Allerdings nicht nur dort. Generell kommt es häufig vor, dass die Niederlande bei Paralympischen Spielen Gold holen. Im historischen Medaillenspiegel liegt Holland mit einer Bevölkerung von kaum 18 Millionen Menschen auf Platz acht. Jedes weitere Land in den Top 10 – die vorderen drei Plätze belegen die USA, Großbritannien und China – ist deutlich größer.

nd.DieWoche – unser wöchentlicher Newsletter

Mit unserem wöchentlichen Newsletter nd.DieWoche schauen Sie auf die wichtigsten Themen der Woche und lesen die Highlights unserer Samstagsausgabe bereits am Freitag. Hier das kostenlose Abo holen.

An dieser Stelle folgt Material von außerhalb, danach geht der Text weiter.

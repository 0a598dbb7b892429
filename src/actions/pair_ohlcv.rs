//! GET_SOLANA_PAIR_OHLCV action implementation.
//!
//! Unlike the other actions this one has optional parameters with defaults
//! (timeframe, currency, window, limit). Defaults that depend on the current
//! time are resolved against the invocation's reference time so identical
//! input produces identical output.

use async_trait::async_trait;
use chrono::{DateTime, Utc};
use serde::Serialize;
use serde_json::json;

use super::MoralisAction;
use crate::client::MoralisClient;
use crate::error::Result;
use crate::format::{format_change, format_price, format_timestamp, format_usd, or_na};
use crate::params::{OhlcvParams, OhlcvQuery};
use crate::prompts::PAIR_OHLCV_TEMPLATE;
use crate::types::{ActionDefinition, ActionExample, Candle, FormattedResult, OhlcvResponse, Payload};

static DEFINITION: ActionDefinition = ActionDefinition {
    name: "GET_SOLANA_PAIR_OHLCV",
    similes: &[
        "CHECK_SOLANA_PAIR_OHLCV",
        "SOLANA_PAIR_CANDLES",
        "GET_SOLANA_CANDLESTICKS",
        "SOLANA_PRICE_HISTORY",
    ],
    description: "Get OHLCV candlestick data for a Solana trading pair over a time window.",
    template: PAIR_OHLCV_TEMPLATE,
    required_fields: &["pairAddress"],
    missing_hint: "I need a valid Solana pair address to fetch candlestick data. Please provide one.",
    subject: "candlestick data",
    examples: &[ActionExample {
        user: "Show hourly candles for Solana pair A8nPhpCJqtqHdqUk35Uj9Hy2YsGXFkCZGuNwvkD3k7VC",
        agent: "I'll fetch the hourly OHLCV data for that pair.",
    }],
};

/// The resolved query together with what the API returned for it.
#[derive(Debug, Clone, PartialEq, Serialize)]
#[serde(rename_all = "camelCase")]
pub struct OhlcvReport {
    pub query: OhlcvQuery,
    pub response: Payload<OhlcvResponse>,
}

pub struct PairOhlcvAction;

#[async_trait]
impl MoralisAction for PairOhlcvAction {
    type Params = OhlcvParams;
    type Response = OhlcvReport;

    fn definition(&self) -> &'static ActionDefinition {
        &DEFINITION
    }

    async fn fetch(
        &self,
        client: &MoralisClient,
        params: &OhlcvParams,
        now: DateTime<Utc>,
    ) -> Result<OhlcvReport> {
        let query = params.resolve(now)?;
        let response = client.get_pair_ohlcv(&query).await?;
        Ok(OhlcvReport { query, response })
    }

    fn format(&self, _params: &OhlcvParams, report: &OhlcvReport) -> FormattedResult {
        format_pair_ohlcv(report)
    }
}

fn price_in(currency: &str, value: f64) -> String {
    if currency == "usd" {
        format!("${}", format_price(value))
    } else {
        format_price(value)
    }
}

fn volume_in(currency: &str, value: f64) -> String {
    if currency == "usd" {
        format_usd(value)
    } else {
        format!("{value:.2}")
    }
}

fn candle_line(currency: &str, candle: &Candle) -> String {
    let price = |v: Option<f64>| or_na(v, |v| price_in(currency, v));
    let mut line = format!(
        "{}: O {} H {} L {} C {} | Vol {}",
        format_timestamp(&candle.timestamp),
        price(candle.open),
        price(candle.high),
        price(candle.low),
        price(candle.close),
        or_na(candle.volume, |v| volume_in(currency, v)),
    );
    if let Some(trades) = candle.trades {
        line.push_str(&format!(" | Trades {trades}"));
    }
    line
}

/// Candles sorted oldest first; the API returns newest first.
fn chronological(candles: &[Candle]) -> Vec<&Candle> {
    let mut sorted: Vec<&Candle> = candles.iter().collect();
    sorted.sort_by(|a, b| a.timestamp.cmp(&b.timestamp));
    sorted
}

pub fn format_pair_ohlcv(report: &OhlcvReport) -> FormattedResult {
    let query = &report.query;
    let content = json!({
        "pairAddress": query.pair_address,
        "query": query,
        "ohlcv": report.response,
    });

    let from = format_timestamp(&query.from_date);
    let to = format_timestamp(&query.to_date);

    if report.response.result.is_empty() {
        return FormattedResult {
            text: format!(
                "No OHLCV data found for pair {} between {from} and {to} ({} candles).",
                query.pair_address, query.timeframe
            ),
            content,
        };
    }

    let currency = query.currency.as_str();
    let candles = chronological(&report.response.result);

    let mut lines = vec![format!(
        "OHLCV for pair {} ({} candles, {}) from {from} to {to}:",
        query.pair_address,
        query.timeframe,
        currency.to_uppercase()
    )];

    let high = candles.iter().filter_map(|c| c.high).fold(None, |acc: Option<f64>, h| {
        Some(acc.map_or(h, |a| a.max(h)))
    });
    let low = candles.iter().filter_map(|c| c.low).fold(None, |acc: Option<f64>, l| {
        Some(acc.map_or(l, |a| a.min(l)))
    });
    let first_open = candles.first().and_then(|c| c.open);
    let last_close = candles.last().and_then(|c| c.close);

    lines.push(format!(
        "Range: high {} / low {}",
        or_na(high, |v| price_in(currency, v)),
        or_na(low, |v| price_in(currency, v)),
    ));

    if let (Some(open), Some(close)) = (first_open, last_close) {
        if open != 0.0 {
            lines.push(format!(
                "Change: {} -> {} ({})",
                price_in(currency, open),
                price_in(currency, close),
                format_change((close - open) / open * 100.0)
            ));
        }
    }

    lines.push(String::new());
    lines.extend(candles.iter().map(|c| candle_line(currency, c)));

    FormattedResult {
        text: lines.join("\n"),
        content,
    }
}

#[cfg(test)]
mod tests {
    use super::*;
    use pretty_assertions::assert_eq;

    const PAIR: &str = "A8nPhpCJqtqHdqUk35Uj9Hy2YsGXFkCZGuNwvkD3k7VC";

    fn query() -> OhlcvQuery {
        OhlcvQuery {
            pair_address: PAIR.to_string(),
            timeframe: "1h".to_string(),
            currency: "usd".to_string(),
            from_date: "2025-01-01T00:00:00Z".to_string(),
            to_date: "2025-01-02T00:00:00Z".to_string(),
            limit: 24,
        }
    }

    fn candle(timestamp: &str, open: f64, high: f64, low: f64, close: f64) -> Candle {
        Candle {
            timestamp: timestamp.to_string(),
            open: Some(open),
            high: Some(high),
            low: Some(low),
            close: Some(close),
            volume: Some(1500.5),
            trades: Some(42),
        }
    }

    #[test]
    fn test_format_ohlcv() {
        let report = OhlcvReport {
            query: query(),
            response: Payload::from_data(OhlcvResponse {
                result: vec![
                    candle("2025-01-01T01:00:00.000Z", 2.0, 2.5, 1.9, 2.2),
                    candle("2025-01-01T00:00:00.000Z", 1.0, 2.1, 0.9, 2.0),
                ],
                ..Default::default()
            }),
        };

        let result = format_pair_ohlcv(&report);
        let lines: Vec<&str> = result.text.lines().collect();

        assert_eq!(
            lines[0],
            format!("OHLCV for pair {PAIR} (1h candles, USD) from 2025-01-01 00:00 UTC to 2025-01-02 00:00 UTC:")
        );
        assert_eq!(lines[1], "Range: high $2.5000 / low $0.9000");
        assert_eq!(lines[2], "Change: $1.0000 -> $2.2000 (+120.00%)");
        assert_eq!(
            lines[4],
            "2025-01-01 00:00 UTC: O $1.0000 H $2.1000 L $0.9000 C $2.0000 | Vol $1,500.50 | Trades 42"
        );
        assert!(lines[5].starts_with("2025-01-01 01:00 UTC"));
        assert_eq!(result.content["query"]["limit"], 24);
    }

    #[test]
    fn test_format_native_currency() {
        let mut q = query();
        q.currency = "native".to_string();
        let report = OhlcvReport {
            query: q,
            response: Payload::from_data(OhlcvResponse {
                result: vec![candle("2025-01-01T00:00:00.000Z", 1.0, 1.0, 1.0, 1.0)],
                ..Default::default()
            }),
        };
        let text = format_pair_ohlcv(&report).text;
        assert!(text.contains("O 1.0000 H 1.0000"));
        assert!(text.contains("Vol 1500.50"));
    }

    #[test]
    fn test_format_no_candles() {
        let report = OhlcvReport {
            query: query(),
            response: Payload::from_data(OhlcvResponse::default()),
        };
        assert_eq!(
            format_pair_ohlcv(&report).text,
            format!(
                "No OHLCV data found for pair {PAIR} between 2025-01-01 00:00 UTC and 2025-01-02 00:00 UTC (1h candles)."
            )
        );
    }

    #[test]
    fn test_content_keeps_candles_as_sent() {
        let body = serde_json::json!({
            "page": "1",
            "pairAddress": PAIR,
            "result": [{
                "timestamp": "2025-01-01T00:00:00.000Z",
                "open": "0.00001234567890123456",
                "high": 2,
                "low": 0.5,
                "close": 1.5,
                "volume": "1000.123456789",
                "trades": 7
            }]
        });
        let report = OhlcvReport {
            query: query(),
            response: Payload::from_value(body.clone()).unwrap(),
        };

        let result = format_pair_ohlcv(&report);
        assert_eq!(result.content["ohlcv"], body);
        assert_eq!(result.content["ohlcv"]["result"][0]["open"], "0.00001234567890123456");
    }
}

Wer sich neben dem Parasport auch noch mit Gesellschaftssystemen auseinandersetzt, ist davon nicht überrascht. Über die Niederlande sagt etwa Ian Brittain, Paralympics-Experte und Professor an der Coventry University: »Das ist ein Land, wo es stärkeren Glauben in Werte wie Inklusion und Chancengleichheit gibt.« Allen Menschen, ungeachtet körperlicher Beeinträchtigungen, würden mehr Möglichkeiten gegeben als anderswo, um das höchste Niveau zu erreichen.

In Bezug auf den Parasport heißt das: »Es gibt Sportanlagen auch für Personen mit Behinderung.« Für Parasportler*innen und ihre Teams würden Sporthallen und -plätze reserviert, sodass sie regelmäßig trainieren können. »Und es gibt Personal, das versteht, wie man das Training speziell zuschneiden muss.« In vielen anderen Ländern – Deutschland eingeschlossen – ist das nicht der Standard.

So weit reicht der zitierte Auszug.